Your assignment ▸ Return the line containing "structured matrix families" and every line after it through the end of the entries below, with no other lines.
══ Material supplied
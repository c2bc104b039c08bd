//! Game generators for the matrix solvers.
//!
//! Everything here produces plain [`PayoffMatrix`](crate::solver::PayoffMatrix)
//! values; the solvers never depend on this module. These serve as:
//!
//! 1. **Validation**: games with known values (the paper example, Blotto)
//!    check that both solvers are correct.
//!
//! 2. **Search**: seeded random families feed the verification harness
//!    while it looks for games where EPA and Nash disagree.
//!
//! 3. **Benchmarks**: standardized games for performance testing.
//!
//! ## Available Generators
//!
//! - [`blotto`]: Colonel Blotto with any forces and battlefield count
//! - [`synthetic`]: random and structured matrix families
//! - [`corpus`]: hand-built known games and batch builders

pub mod blotto;
pub mod corpus;
pub mod synthetic;

pub use blotto::{allocations, format_allocation, Allocation, ColonelBlotto};
pub use corpus::{blotto_cases, known_cases, random_cases, KnownGame, BLOTTO_GAMES, KNOWN_GAMES};
pub use synthetic::{constant, cyclic, Family, GameGenerator};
════
Answer to the exercise ▸
//! - [`synthetic`]: random and structured matrix families
//! - [`corpus`]: hand-built known games and batch builders

pub mod blotto;
pub mod corpus;
pub mod synthetic;

pub use blotto::{allocations, format_allocation, Allocation, ColonelBlotto};
pub use corpus::{blotto_cases, known_cases, random_cases, KnownGame, BLOTTO_GAMES, KNOWN_GAMES};
pub use synthetic::{constant, cyclic, Family, GameGenerator};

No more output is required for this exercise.